### Work item
Scan the records for the string "through" and copy every line that holds it.

### Given data
# # # # # # #

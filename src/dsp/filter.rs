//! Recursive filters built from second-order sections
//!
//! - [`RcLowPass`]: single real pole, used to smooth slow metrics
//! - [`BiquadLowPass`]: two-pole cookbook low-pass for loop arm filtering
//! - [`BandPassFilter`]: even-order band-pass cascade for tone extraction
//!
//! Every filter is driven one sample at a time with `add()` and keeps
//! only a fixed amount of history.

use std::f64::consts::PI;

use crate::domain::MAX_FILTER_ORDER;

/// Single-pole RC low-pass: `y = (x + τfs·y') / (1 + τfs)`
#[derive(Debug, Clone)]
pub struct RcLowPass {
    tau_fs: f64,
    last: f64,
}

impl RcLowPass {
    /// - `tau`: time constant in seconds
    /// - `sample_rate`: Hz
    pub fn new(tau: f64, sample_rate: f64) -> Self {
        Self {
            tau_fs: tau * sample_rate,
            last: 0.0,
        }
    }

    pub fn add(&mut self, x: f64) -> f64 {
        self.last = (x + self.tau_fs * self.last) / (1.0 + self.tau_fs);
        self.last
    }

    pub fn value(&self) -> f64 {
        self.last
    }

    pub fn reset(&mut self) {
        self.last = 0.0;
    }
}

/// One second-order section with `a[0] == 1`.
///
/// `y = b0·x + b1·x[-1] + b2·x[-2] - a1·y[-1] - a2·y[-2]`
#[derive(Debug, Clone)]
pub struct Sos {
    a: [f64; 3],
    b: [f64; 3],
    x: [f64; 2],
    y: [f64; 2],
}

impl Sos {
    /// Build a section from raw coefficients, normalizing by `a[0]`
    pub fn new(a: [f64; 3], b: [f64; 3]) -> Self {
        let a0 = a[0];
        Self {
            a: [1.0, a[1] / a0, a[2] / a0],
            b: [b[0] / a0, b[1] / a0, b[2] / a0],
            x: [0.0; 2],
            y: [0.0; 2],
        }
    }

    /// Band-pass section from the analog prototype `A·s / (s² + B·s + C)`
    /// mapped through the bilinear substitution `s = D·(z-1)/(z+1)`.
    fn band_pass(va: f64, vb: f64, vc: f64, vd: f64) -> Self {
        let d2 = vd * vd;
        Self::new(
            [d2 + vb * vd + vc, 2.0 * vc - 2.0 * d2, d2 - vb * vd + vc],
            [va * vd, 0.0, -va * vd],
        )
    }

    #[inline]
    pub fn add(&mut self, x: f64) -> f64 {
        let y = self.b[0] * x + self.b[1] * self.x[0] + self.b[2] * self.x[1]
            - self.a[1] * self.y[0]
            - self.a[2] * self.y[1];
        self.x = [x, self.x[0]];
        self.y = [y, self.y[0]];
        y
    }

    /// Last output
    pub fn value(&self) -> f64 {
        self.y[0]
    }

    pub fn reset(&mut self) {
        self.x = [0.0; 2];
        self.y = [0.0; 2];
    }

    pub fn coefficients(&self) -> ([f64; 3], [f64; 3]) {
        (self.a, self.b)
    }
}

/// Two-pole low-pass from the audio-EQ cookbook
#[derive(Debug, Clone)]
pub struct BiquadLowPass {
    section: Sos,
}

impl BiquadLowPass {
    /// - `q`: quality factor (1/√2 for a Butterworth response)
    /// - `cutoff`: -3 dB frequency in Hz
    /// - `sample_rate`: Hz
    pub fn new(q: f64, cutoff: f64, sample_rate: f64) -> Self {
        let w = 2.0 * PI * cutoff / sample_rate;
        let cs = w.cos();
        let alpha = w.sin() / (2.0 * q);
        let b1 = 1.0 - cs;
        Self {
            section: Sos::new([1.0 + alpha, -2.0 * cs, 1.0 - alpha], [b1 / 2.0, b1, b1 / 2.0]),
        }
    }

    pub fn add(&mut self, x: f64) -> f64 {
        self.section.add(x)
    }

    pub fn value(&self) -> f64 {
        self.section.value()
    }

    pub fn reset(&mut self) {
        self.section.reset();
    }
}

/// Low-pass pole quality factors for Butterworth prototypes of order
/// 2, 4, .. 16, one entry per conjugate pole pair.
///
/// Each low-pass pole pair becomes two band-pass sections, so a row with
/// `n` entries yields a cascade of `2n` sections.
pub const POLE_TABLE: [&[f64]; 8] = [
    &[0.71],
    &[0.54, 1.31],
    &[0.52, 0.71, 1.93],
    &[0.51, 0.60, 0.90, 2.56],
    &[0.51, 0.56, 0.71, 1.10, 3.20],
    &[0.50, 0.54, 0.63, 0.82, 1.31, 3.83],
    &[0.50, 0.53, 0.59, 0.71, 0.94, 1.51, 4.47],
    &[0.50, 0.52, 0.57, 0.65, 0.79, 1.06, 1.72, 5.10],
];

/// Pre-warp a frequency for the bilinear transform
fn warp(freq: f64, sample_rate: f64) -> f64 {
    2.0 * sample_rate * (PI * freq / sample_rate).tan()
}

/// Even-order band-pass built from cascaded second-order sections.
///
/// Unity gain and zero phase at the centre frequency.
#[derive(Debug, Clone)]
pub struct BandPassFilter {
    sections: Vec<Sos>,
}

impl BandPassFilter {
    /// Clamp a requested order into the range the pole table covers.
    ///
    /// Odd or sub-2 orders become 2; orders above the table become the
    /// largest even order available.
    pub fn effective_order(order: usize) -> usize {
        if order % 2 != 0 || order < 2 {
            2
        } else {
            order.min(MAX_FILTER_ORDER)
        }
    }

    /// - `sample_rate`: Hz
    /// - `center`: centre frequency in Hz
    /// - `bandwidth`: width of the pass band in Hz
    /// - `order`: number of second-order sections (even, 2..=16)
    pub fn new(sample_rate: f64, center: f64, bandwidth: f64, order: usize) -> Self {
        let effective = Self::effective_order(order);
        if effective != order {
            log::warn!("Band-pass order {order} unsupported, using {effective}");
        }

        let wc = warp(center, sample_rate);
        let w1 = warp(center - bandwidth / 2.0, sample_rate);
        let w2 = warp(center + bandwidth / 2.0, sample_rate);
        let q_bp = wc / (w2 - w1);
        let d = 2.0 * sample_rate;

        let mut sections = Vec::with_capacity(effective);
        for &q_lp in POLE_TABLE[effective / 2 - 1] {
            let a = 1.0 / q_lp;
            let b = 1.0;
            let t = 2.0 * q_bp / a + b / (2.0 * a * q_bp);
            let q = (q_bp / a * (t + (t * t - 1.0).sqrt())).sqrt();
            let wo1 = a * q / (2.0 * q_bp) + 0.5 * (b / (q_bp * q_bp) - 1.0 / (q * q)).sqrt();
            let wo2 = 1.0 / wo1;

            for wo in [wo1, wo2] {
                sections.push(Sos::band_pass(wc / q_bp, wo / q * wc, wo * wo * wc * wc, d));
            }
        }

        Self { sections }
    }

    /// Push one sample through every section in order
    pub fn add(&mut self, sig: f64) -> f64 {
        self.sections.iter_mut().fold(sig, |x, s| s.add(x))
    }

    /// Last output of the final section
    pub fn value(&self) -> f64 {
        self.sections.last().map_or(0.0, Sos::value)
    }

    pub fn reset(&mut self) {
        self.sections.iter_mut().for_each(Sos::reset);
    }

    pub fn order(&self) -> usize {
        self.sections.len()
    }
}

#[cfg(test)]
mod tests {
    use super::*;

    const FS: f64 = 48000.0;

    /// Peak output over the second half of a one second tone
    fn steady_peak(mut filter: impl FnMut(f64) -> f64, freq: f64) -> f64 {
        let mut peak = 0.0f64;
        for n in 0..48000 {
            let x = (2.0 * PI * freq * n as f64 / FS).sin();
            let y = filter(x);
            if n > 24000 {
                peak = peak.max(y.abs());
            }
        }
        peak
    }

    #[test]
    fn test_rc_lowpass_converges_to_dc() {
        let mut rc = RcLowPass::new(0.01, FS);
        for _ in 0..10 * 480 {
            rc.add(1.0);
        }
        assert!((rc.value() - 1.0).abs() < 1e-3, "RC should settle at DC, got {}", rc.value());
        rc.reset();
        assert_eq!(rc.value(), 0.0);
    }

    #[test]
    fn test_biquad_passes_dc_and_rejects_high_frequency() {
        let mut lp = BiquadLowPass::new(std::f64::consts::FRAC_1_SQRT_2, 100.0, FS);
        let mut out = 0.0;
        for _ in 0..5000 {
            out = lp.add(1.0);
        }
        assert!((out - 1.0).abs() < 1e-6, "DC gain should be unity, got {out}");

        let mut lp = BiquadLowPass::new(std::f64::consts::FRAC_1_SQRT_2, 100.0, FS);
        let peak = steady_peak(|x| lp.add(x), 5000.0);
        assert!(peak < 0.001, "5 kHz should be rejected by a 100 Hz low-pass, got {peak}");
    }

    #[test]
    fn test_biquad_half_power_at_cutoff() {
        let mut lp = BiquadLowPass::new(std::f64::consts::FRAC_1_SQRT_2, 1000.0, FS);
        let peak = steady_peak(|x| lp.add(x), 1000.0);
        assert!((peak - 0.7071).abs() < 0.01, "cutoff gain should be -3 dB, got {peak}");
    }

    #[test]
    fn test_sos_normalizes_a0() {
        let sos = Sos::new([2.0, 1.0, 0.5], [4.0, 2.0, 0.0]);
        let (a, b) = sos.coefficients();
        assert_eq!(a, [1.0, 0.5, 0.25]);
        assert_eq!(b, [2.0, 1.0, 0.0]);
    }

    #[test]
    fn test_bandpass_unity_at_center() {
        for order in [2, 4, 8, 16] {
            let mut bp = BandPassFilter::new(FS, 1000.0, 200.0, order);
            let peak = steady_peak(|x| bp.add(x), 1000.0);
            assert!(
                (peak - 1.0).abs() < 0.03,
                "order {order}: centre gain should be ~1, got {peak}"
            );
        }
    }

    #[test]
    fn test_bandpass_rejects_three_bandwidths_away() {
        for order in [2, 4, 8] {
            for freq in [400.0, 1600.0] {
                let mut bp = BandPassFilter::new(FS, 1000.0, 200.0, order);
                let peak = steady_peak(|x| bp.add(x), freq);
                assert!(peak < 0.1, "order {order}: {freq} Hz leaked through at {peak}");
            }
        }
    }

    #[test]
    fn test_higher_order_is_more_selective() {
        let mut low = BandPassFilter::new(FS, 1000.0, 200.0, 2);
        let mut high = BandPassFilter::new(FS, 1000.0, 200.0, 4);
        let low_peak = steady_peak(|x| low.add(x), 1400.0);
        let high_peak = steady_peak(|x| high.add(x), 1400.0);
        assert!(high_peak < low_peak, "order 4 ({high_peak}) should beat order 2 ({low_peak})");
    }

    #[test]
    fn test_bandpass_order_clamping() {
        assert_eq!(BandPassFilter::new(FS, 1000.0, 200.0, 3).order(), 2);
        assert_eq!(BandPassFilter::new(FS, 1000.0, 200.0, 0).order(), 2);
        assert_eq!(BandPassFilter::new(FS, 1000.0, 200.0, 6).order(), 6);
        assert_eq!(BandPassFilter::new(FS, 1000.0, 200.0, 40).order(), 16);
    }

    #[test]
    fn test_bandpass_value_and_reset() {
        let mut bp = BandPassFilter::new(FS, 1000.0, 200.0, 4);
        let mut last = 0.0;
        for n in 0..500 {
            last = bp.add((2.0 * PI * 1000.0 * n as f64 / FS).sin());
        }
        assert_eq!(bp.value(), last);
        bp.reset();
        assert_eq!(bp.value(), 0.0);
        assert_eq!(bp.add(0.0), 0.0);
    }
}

# # # # # # #

### Exercise answer
    /// mapped through the bilinear substitution `s = D·(z-1)/(z+1)`.
    /// Push one sample through every section in order
                assert!(peak < 0.1, "order {order}: {freq} Hz leaked through at {peak}");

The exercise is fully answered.